Photos: Featured products were made and created by the OPPPA team. $3 OPPPA badges are to help them fundraise for their marquee at the markets, the Pacific greeting cards were made by MARICIFIC (Marie's business) and the Nonu products are a skincare range created by MATAI NONU (Keith's business). 

Together, the OPPPA team's main objectives are;

  •  To create a space for young Pacific entrepreneurs to share their stories;
  • To connect young pacific entrepreneurs with business owners and mentors;
  • To provide a platform for young pacific entrepreneurs to sell their products and services. 

The founders of OPPPA, Marie, Keith and Guenevere, met through the 'Young Enterprise Scheme' also known as the 'YES Programme' during High School. This is a programme which allows High School students to put their business ideas into practice. Marie completed the YES programme in 2013 and felt that "it helped to build a strong foundation for OPPPA". Keith, agreeing with Marie, believes that the programme "gives you a good taste of the business world".

Despite the benefits of the YES programme however, the founders of OPPPA felt that there was something missing. "After the YES programme, there's just not that much support, especially for Pacific Islanders. We create these products and develop business ideas but then there's nothing that follows it. Once the programme is over we just have to do our own thing", Marie tells me. "It's hard for students. There's no platform to sell products and we don't hear many stories about Pacific business owners." 


Marie and Keith, OPPA Stall at the Mangere Market.

As young people, the founders of OPPPA understand that as well as the difficulties that young Pacific Islanders may face in the business world, there is also the difficulty of discussing entrepreneurship as a career to skeptical Pacific Island parents. Keith believes that "it's different. Normally parents are used to encouraging their kids to become doctors or lawyers. I think that there's a lack of education in this area because running a business isn't something that we talk about in our families." This is why initiatives such as OPPPA are so important because its through the efforts of passionate young people like Keith, Marie and Guenevere, that more people have the opportunity to become educated, encouraged and inspired to enter the world of business. 

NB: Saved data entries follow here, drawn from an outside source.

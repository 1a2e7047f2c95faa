//! # Run one unit of work under a derived deadline.
//!
//! ## Flow
//! ```text
//! parent ──► with_timeout(d) ──► (child, release) ──► guard = release.drop_guard()
//!                                     │
//!                     spawn(work(child)) ──► JoinHandle
//!                                     │
//!               select! (biased) ─────┼────────────────────────────┐
//!                 work finished first ▼                            ▼ child.done() first
//!           Ok(v)        → RunCompleted, Ok(v)         RunAbandoned, Err(child.err())
//!           Err(e)       → RunFailed, Err(Handler(e))  (JoinHandle dropped: the work keeps
//!           panic        → RunFailed, Err(Panicked)     running detached, result discarded)
//!                                     │
//!                               guard dropped ──► timer released on every branch
//! ```
//!
//! ## Rules
//! - No preemption: work that ignores its context keeps running after the runner returns.
//!   Work that must stop promptly should `select!` on [`Context::done`].
//! - Releasing the child on return cancels it, so detached work sees `Cancelled`
//!   (or `DeadlineExceeded`) on its next checkpoint.
//! - The runner never retries.

use std::future::Future;
use std::time::Duration;

use crate::context::Context;
use crate::core::fault::join_failure;
use crate::error::{BoxError, ContextError, FlowError};
use crate::events::{Bus, Event, EventKind};

const SCOPE: &str = "run_with_timeout";

/// Runs `work` with a child of `parent` bounded by `timeout` (`None` = only the parent's bounds).
pub(crate) async fn run_with_timeout<T, E, F, Fut>(
    parent: &Context,
    timeout: Option<Duration>,
    work: F,
    bus: &Bus,
) -> Result<T, FlowError>
where
    F: FnOnce(Context) -> Fut + Send + 'static,
    Fut: Future<Output = Result<T, E>> + Send + 'static,
    T: Send + 'static,
    E: Into<BoxError> + Send + 'static,
{
    let (ctx, release) = match timeout {
        Some(d) => parent.with_timeout(d),
        None => parent.with_cancel(),
    };
    let _release = release.drop_guard();

    let mut started = Event::new(EventKind::RunStarted).with_scope(SCOPE);
    if let Some(d) = timeout {
        started = started.with_timeout(d);
    }
    bus.publish(started);

    let child = ctx.clone();
    let mut handle = tokio::spawn(async move { work(child).await });

    tokio::select! {
        biased;
        joined = &mut handle => {
            let outcome = match joined {
                Ok(Ok(value)) => Ok(value),
                Ok(Err(e)) => Err(FlowError::handler(e)),
                Err(e) => Err(join_failure(e)),
            };
            match &outcome {
                Ok(_) => bus.publish(Event::new(EventKind::RunCompleted).with_scope(SCOPE)),
                Err(e) => bus.publish(
                    Event::new(EventKind::RunFailed)
                        .with_scope(SCOPE)
                        .with_reason(e.to_string()),
                ),
            }
            outcome
        }
        _ = ctx.done() => {
            let reason = ctx.err().unwrap_or(ContextError::Cancelled);
            let mut abandoned = Event::new(EventKind::RunAbandoned)
                .with_scope(SCOPE)
                .with_reason(reason.as_label());
            if let Some(d) = timeout {
                abandoned = abandoned.with_timeout(d);
            }
            bus.publish(abandoned);
            Err(reason.into())
        }
    }
}

#[cfg(test)]
mod tests {
    use super::*;
    use std::sync::Arc;
    use std::sync::atomic::{AtomicBool, Ordering};
    use tokio::time;

    fn bus() -> Bus {
        Bus::new(16)
    }

    #[tokio::test(start_paused = true)]
    async fn test_timeout_shorter_than_work_is_deadline_exceeded() {
        let res = run_with_timeout(
            &Context::background(),
            Some(Duration::from_millis(5)),
            |_ctx: Context| async move {
                time::sleep(Duration::from_millis(50)).await;
                Ok::<_, std::io::Error>(())
            },
            &bus(),
        )
        .await;
        assert!(matches!(res, Err(FlowError::DeadlineExceeded)));
    }

    #[tokio::test(start_paused = true)]
    async fn test_timeout_longer_than_work_returns_its_value() {
        let res = run_with_timeout(
            &Context::background(),
            Some(Duration::from_millis(50)),
            |_ctx: Context| async move {
                time::sleep(Duration::from_millis(10)).await;
                Ok::<_, std::io::Error>(42)
            },
            &bus(),
        )
        .await;
        assert_eq!(res.unwrap(), 42);
    }

    #[tokio::test(start_paused = true)]
    async fn test_work_error_is_returned_verbatim() {
        let res: Result<(), _> = run_with_timeout(
            &Context::background(),
            Some(Duration::from_secs(1)),
            |_ctx: Context| async move {
                Err(std::io::Error::new(std::io::ErrorKind::NotFound, "no such user"))
            },
            &bus(),
        )
        .await;
        let err = res.unwrap_err();
        let io = err
            .handler_error()
            .and_then(|e| e.downcast_ref::<std::io::Error>())
            .expect("io error");
        assert_eq!(io.kind(), std::io::ErrorKind::NotFound);
    }

    #[tokio::test(start_paused = true)]
    async fn test_inherited_cancellation_returns_cancelled() {
        let (parent, cancel) = Context::background().with_cancel();
        cancel.cancel();
        let res = run_with_timeout(
            &parent,
            Some(Duration::from_secs(1)),
            |_ctx: Context| async move {
                time::sleep(Duration::from_secs(5)).await;
                Ok::<_, std::io::Error>(())
            },
            &bus(),
        )
        .await;
        assert!(matches!(res, Err(FlowError::Cancelled)));
    }

    #[tokio::test(start_paused = true)]
    async fn test_abandoned_work_keeps_running_and_sees_release() {
        let observed = Arc::new(AtomicBool::new(false));
        let flag = Arc::clone(&observed);

        let res = run_with_timeout(
            &Context::background(),
            Some(Duration::from_millis(5)),
            move |ctx: Context| async move {
                // Ignores the context until after its own sleep.
                time::sleep(Duration::from_millis(20)).await;
                flag.store(ctx.is_done(), Ordering::SeqCst);
                Ok::<_, std::io::Error>(())
            },
            &bus(),
        )
        .await;
        assert!(matches!(res, Err(FlowError::DeadlineExceeded)));
        assert!(!observed.load(Ordering::SeqCst));

        time::sleep(Duration::from_millis(50)).await;
        assert!(observed.load(Ordering::SeqCst));
    }

    #[tokio::test]
    async fn test_panicking_work_is_contained() {
        let res: Result<(), _> = run_with_timeout(
            &Context::background(),
            None,
            |_ctx: Context| async move {
                if true {
                    panic!("work bug");
                }
                Ok::<_, std::io::Error>(())
            },
            &bus(),
        )
        .await;
        assert!(matches!(res, Err(FlowError::Panicked { ref message }) if message == "work bug"));
    }

    #[tokio::test(start_paused = true)]
    async fn test_events_describe_abandoned_run() {
        let bus = bus();
        let mut rx = bus.subscribe();
        let _ = run_with_timeout(
            &Context::background(),
            Some(Duration::from_millis(1)),
            |_ctx: Context| async move {
                time::sleep(Duration::from_secs(5)).await;
                Ok::<_, std::io::Error>(())
            },
            &bus,
        )
        .await;
        assert_eq!(rx.recv().await.unwrap().kind, EventKind::RunStarted);
        let ev = rx.recv().await.unwrap();
        assert_eq!(ev.kind, EventKind::RunAbandoned);
        assert_eq!(ev.reason.as_deref(), Some("deadline_exceeded"));
    }
}
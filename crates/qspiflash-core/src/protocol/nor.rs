//! Serial NOR command sequences
//!
//! Named operations built on the command facade: identification, status
//! register access, busy polling, reset, quad-enable and erase/program.

use crate::chip::{FlashDevice, JedecId, StatusLayout, StatusRegister};
use crate::error::{Error, Result};
use crate::spi::opcodes;
use crate::transport::QspiTransport;

use super::commands::{
    erase_command, read_command, run_command, write_command, write_memory_with, MemoryAccess,
};

/// How often and for how long to poll the status register
#[derive(Debug, Clone, Copy, PartialEq, Eq)]
pub struct PollPolicy {
    /// Delay between polls in microseconds
    pub interval_us: u32,
    /// Total time budget in microseconds
    pub timeout_us: u32,
}

impl PollPolicy {
    /// Create a poll policy
    pub const fn new(interval_us: u32, timeout_us: u32) -> Self {
        Self {
            interval_us,
            timeout_us,
        }
    }

    /// Number of polls after the first read before giving up
    pub const fn max_polls(&self) -> u32 {
        if self.interval_us > 0 {
            self.timeout_us / self.interval_us
        } else {
            // Fall back to polling once per microsecond
            self.timeout_us
        }
    }
}

/// Outcome of [`enable_quad_mode`]
#[derive(Debug, Clone, Copy, PartialEq, Eq)]
pub enum QuadEnable {
    /// The device has no quad-enable bit
    NotApplicable,
    /// The bit was already set; nothing was written
    AlreadyEnabled,
    /// The status register was written and the bit read back set
    Enabled,
}

/// Read the JEDEC ID
pub fn read_jedec_id<T: QspiTransport + ?Sized>(transport: &mut T) -> Result<JedecId> {
    let mut buf = [0u8; 3];
    read_command(transport, opcodes::RDID, &mut buf)?;
    Ok(JedecId::from_bytes(buf))
}

/// Read the status register 1
pub fn read_status1<T: QspiTransport + ?Sized>(transport: &mut T) -> Result<u8> {
    let mut buf = [0u8; 1];
    read_command(transport, opcodes::RDSR, &mut buf)?;
    Ok(buf[0])
}

/// Read the status register 2
pub fn read_status2<T: QspiTransport + ?Sized>(transport: &mut T) -> Result<u8> {
    let mut buf = [0u8; 1];
    read_command(transport, opcodes::RDSR2, &mut buf)?;
    Ok(buf[0])
}

/// Read the given status register
pub fn read_status<T: QspiTransport + ?Sized>(
    transport: &mut T,
    register: StatusRegister,
) -> Result<u8> {
    match register {
        StatusRegister::Sr1 => read_status1(transport),
        StatusRegister::Sr2 => read_status2(transport),
    }
}

/// Send the Write Enable command
pub fn write_enable<T: QspiTransport + ?Sized>(transport: &mut T) -> Result<()> {
    run_command(transport, opcodes::WREN)
}

/// Send the Write Disable command
pub fn write_disable<T: QspiTransport + ?Sized>(transport: &mut T) -> Result<()> {
    run_command(transport, opcodes::WRDI)
}

/// Poll SR1 until none of the bits in `mask` are set
///
/// Returns the last status value read. On timeout returns
/// [`Error::DeviceNotResponding`] carrying that value.
///
/// # Typical poll intervals
/// * Page program: 10us
/// * 4KB sector erase: 1ms
/// * 64KB block erase: 10ms
/// * Chip erase: 100ms
pub fn wait_ready<T: QspiTransport + ?Sized>(
    transport: &mut T,
    mask: u8,
    policy: PollPolicy,
) -> Result<u8> {
    let max_polls = policy.max_polls();
    let mut status = read_status1(transport)?;
    let mut polls = 0;

    while status & mask != 0 {
        if polls >= max_polls {
            log::warn!(
                "Flash still busy after {}us (status 0x{:02X})",
                policy.timeout_us,
                status
            );
            return Err(Error::DeviceNotResponding { status });
        }
        if policy.interval_us > 0 {
            transport.delay_us(policy.interval_us);
        }
        status = read_status1(transport)?;
        polls += 1;
    }

    Ok(status)
}

/// Poll SR2 until the erase/program suspend bit clears
pub fn wait_not_suspended<T: QspiTransport + ?Sized>(
    transport: &mut T,
    policy: PollPolicy,
) -> Result<()> {
    let max_polls = policy.max_polls();
    let mut polls = 0;

    loop {
        let status = read_status2(transport)?;
        if status & opcodes::SR2_SUS == 0 {
            return Ok(());
        }
        if polls >= max_polls {
            return Err(Error::DeviceNotResponding { status });
        }
        if policy.interval_us > 0 {
            transport.delay_us(policy.interval_us);
        }
        polls += 1;
    }
}

/// Enable-reset followed by reset, then wait `settle_us`
pub fn software_reset<T: QspiTransport + ?Sized>(transport: &mut T, settle_us: u32) -> Result<()> {
    run_command(transport, opcodes::RSTEN)?;
    run_command(transport, opcodes::RST)?;
    transport.delay_us(settle_us);
    Ok(())
}

/// Set the quad-enable bit if the device has one and it is clear
///
/// The write depends on the status register layout: split-register parts
/// take the mask alone through WRSR2, single-byte parts take it alone
/// through WRSR, and the rest take `[0x00, mask]` through WRSR. The bit is
/// read back after the write completes.
pub fn enable_quad_mode<T: QspiTransport + ?Sized>(
    transport: &mut T,
    device: &FlashDevice,
    ready_mask: u8,
    policy: PollPolicy,
) -> Result<QuadEnable> {
    let mask = device.quad_enable_bit_mask;
    if mask == 0 {
        return Ok(QuadEnable::NotApplicable);
    }

    let register = device.status_layout.quad_enable_register();
    if read_status(transport, register)? & mask != 0 {
        return Ok(QuadEnable::AlreadyEnabled);
    }

    write_enable(transport)?;
    let full_status = [0x00, mask];
    match device.status_layout {
        StatusLayout::Split => write_command(transport, opcodes::WRSR2, &full_status[1..])?,
        StatusLayout::SingleByte => write_command(transport, opcodes::WRSR, &full_status[1..])?,
        StatusLayout::Combined => write_command(transport, opcodes::WRSR, &full_status)?,
    }
    wait_ready(transport, ready_mask, policy)?;

    if read_status(transport, register)? & mask == 0 {
        log::warn!("{}: quad enable bit did not stick", device.name);
        return Err(Error::QuadEnableFailed);
    }
    Ok(QuadEnable::Enabled)
}

/// Clear block protection by writing SR1 = 0
pub fn clear_block_protection<T: QspiTransport + ?Sized>(
    transport: &mut T,
    ready_mask: u8,
    policy: PollPolicy,
) -> Result<()> {
    write_enable(transport)?;
    write_command(transport, opcodes::WRSR, &[0x00])?;
    wait_ready(transport, ready_mask, policy).map(|_| ())
}

/// Program up to one page
///
/// Sends WREN first; does not wait for completion.
pub fn program_page<T: QspiTransport + ?Sized>(
    transport: &mut T,
    access: MemoryAccess,
    addr: u32,
    data: &[u8],
) -> Result<()> {
    write_enable(transport)?;
    write_memory_with(transport, access, addr, data)
}

/// Erase with an address-bearing opcode (sector or block erase)
///
/// Sends WREN first and polls until the erase completes.
pub fn erase_at<T: QspiTransport + ?Sized>(
    transport: &mut T,
    opcode: u8,
    addr: u32,
    ready_mask: u8,
    policy: PollPolicy,
) -> Result<()> {
    write_enable(transport)?;
    erase_command(transport, opcode, addr)?;
    wait_ready(transport, ready_mask, policy).map(|_| ())
}

/// Erase the entire chip
///
/// Sends WREN first and polls until the erase completes.
pub fn chip_erase<T: QspiTransport + ?Sized>(
    transport: &mut T,
    ready_mask: u8,
    policy: PollPolicy,
) -> Result<()> {
    write_enable(transport)?;
    run_command(transport, opcodes::CE_C7)?;
    wait_ready(transport, ready_mask, policy).map(|_| ())
}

With their passion and commitment to building young Pacific entrepreneurs, OPPPA has played a pivotal role in assisting many young Pacific people kick off their businesses. Just last week, OPPPA helped an amazing 11 year old named Epi. Epi's business is called "Epi's Cupcakes" and she bakes cupcakes to raise money for the homeless. OPPPA provided a mentor for Epi, the superstar baker Vanessa Ah Colt of Made in Mayhem, and also place to sell her cupcakes, the OPPPA stall at the Mangere Market. Epi not only learned how to master her craft under the careful guidance of her mentor Vanessa, but also managed to raise $711.50 for the Salvation Army - go Epi! 

Photo by: OPPPA - https://www.facebook.com/opppatunity/?fref=ts 

Additionally, in the short time that OPPPA has been established, OPPPA has assisted many young Pacific entrepreneurs such as; Sector from Mangere College, Entrinzic from Marcellin College, LJ's Clothing from Manurewa High School, Pure Blendz from Manurwa High School, O lelei from Henderson High School - to name a few. Although OPPPA provides these young entrepreneurs with many tools, including positive encouragement, they also like to keep it real. OPPPA does not provide funding or free handouts for young entrepreneurs and that's because, "we want students to put the hard work in. You can't expect things to just be given to you, you need to work for it. Business is hard and it's a good lesson to learn early on." 

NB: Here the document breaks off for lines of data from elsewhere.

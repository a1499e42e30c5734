//! Flash device feature flags

use bitflags::bitflags;

bitflags! {
    /// Feature flags for QSPI flash devices
    #[derive(Debug, Clone, Copy, PartialEq, Eq, Hash)]
    pub struct Features: u32 {
        /// Supports Fast Read (0x0B)
        const FAST_READ         = 1 << 0;
        /// Supports quad output reads (0x6B)
        const QSPI              = 1 << 1;
        /// Supports quad page program (0x32)
        const QSPI_WRITES       = 1 << 2;
        /// Powers up with block protection set; cleared by writing SR1 = 0
        const SECTOR_PROTECTION = 1 << 3;

        /// Shorthand for a part with full quad support
        const QUAD = Self::FAST_READ.bits() | Self::QSPI.bits() | Self::QSPI_WRITES.bits();
    }
}

impl Default for Features {
    fn default() -> Self {
        Features::empty()
    }
}
//! Error types for qspiflash-core
//!
//! This module provides a no_std compatible error type shared by the
//! transports and the flash device model.

use core::fmt;

/// Core error type - no_std compatible, Copy for efficiency
#[derive(Debug, Clone, Copy, PartialEq, Eq)]
pub enum Error {
    // Transport errors
    /// The controller rejected or failed to complete an instruction
    TransferFailed,
    /// The controller never signalled the end of an instruction
    TransferTimeout,
    /// Opcode is not understood by the transport or the attached device
    OpcodeNotSupported,
    /// Requested clock frequency cannot be produced by the controller
    InvalidClock,

    // Identification errors
    /// No entry in the device table matches the JEDEC ID read from the bus
    DeviceNotFound {
        /// Manufacturer byte as read
        manufacturer: u8,
        /// Memory type byte as read
        memory_type: u8,
        /// Capacity byte as read
        capacity: u8,
    },
    /// Operation requires a successfully identified device
    NotInitialized,

    // Device errors
    /// Status register never reported ready within the poll budget
    DeviceNotResponding {
        /// Last status register value observed
        status: u8,
    },
    /// The quad-enable bit did not stick after writing the status register
    QuadEnableFailed,
    /// Flash device is write protected
    WriteProtected,

    // Address/size errors
    /// Address or range is beyond the device capacity
    AddressOutOfBounds,
    /// Sector or block index is beyond the device capacity
    SectorOutOfRange,

    // Configuration errors
    /// Option key or value could not be parsed
    InvalidOption,
}

impl fmt::Display for Error {
    fn fmt(&self, f: &mut fmt::Formatter<'_>) -> fmt::Result {
        match self {
            Self::TransferFailed => write!(f, "QSPI transfer failed"),
            Self::TransferTimeout => write!(f, "QSPI instruction did not complete"),
            Self::OpcodeNotSupported => write!(f, "opcode not supported"),
            Self::InvalidClock => write!(f, "requested QSPI clock is not achievable"),
            Self::DeviceNotFound {
                manufacturer,
                memory_type,
                capacity,
            } => write!(
                f,
                "unknown flash device (JEDEC ID {:02X} {:02X} {:02X})",
                manufacturer, memory_type, capacity
            ),
            Self::NotInitialized => write!(f, "flash device not initialized"),
            Self::DeviceNotResponding { status } => {
                write!(f, "flash device not responding (status 0x{:02X})", status)
            }
            Self::QuadEnableFailed => write!(f, "failed to enable quad mode"),
            Self::WriteProtected => write!(f, "flash device is write protected"),
            Self::AddressOutOfBounds => write!(f, "address out of bounds"),
            Self::SectorOutOfRange => write!(f, "sector index out of range"),
            Self::InvalidOption => write!(f, "invalid option"),
        }
    }
}

#[cfg(feature = "std")]
impl std::error::Error for Error {}

/// Result type alias using the core Error type
pub type Result<T> = core::result::Result<T, Error>;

The key to succeeding in the business world, according to Marie is finding a good mentor. A mentor "will guide you along the way and you can learn from their mistakes. And always remember to stay true to yourself". For Keith, "experience is crucial in the business world. Business is all about experience. I've learned a lot more about business this year than what I've ever learned in an exam".

There is no perfect equation for business, as the young entrepreneurs from OPPPA have pointed out, it's all about passion and purpose. As demonstrated in their efforts and the young people that they have encouraged so far, OPPPA is dedicated to "cultivating a space for Pacific people. It's so important". And perhaps the most valuable lesson that OPPPA has taught us is that if a Pacific space doesn't exist, then create one.

Thank you to OPPPA for lending your time, wisdom and passion. We wish you and all the young, aspiring Pacific entrepreneurs the absolute best in your endeavours. Malo le finau, malo le tauivi!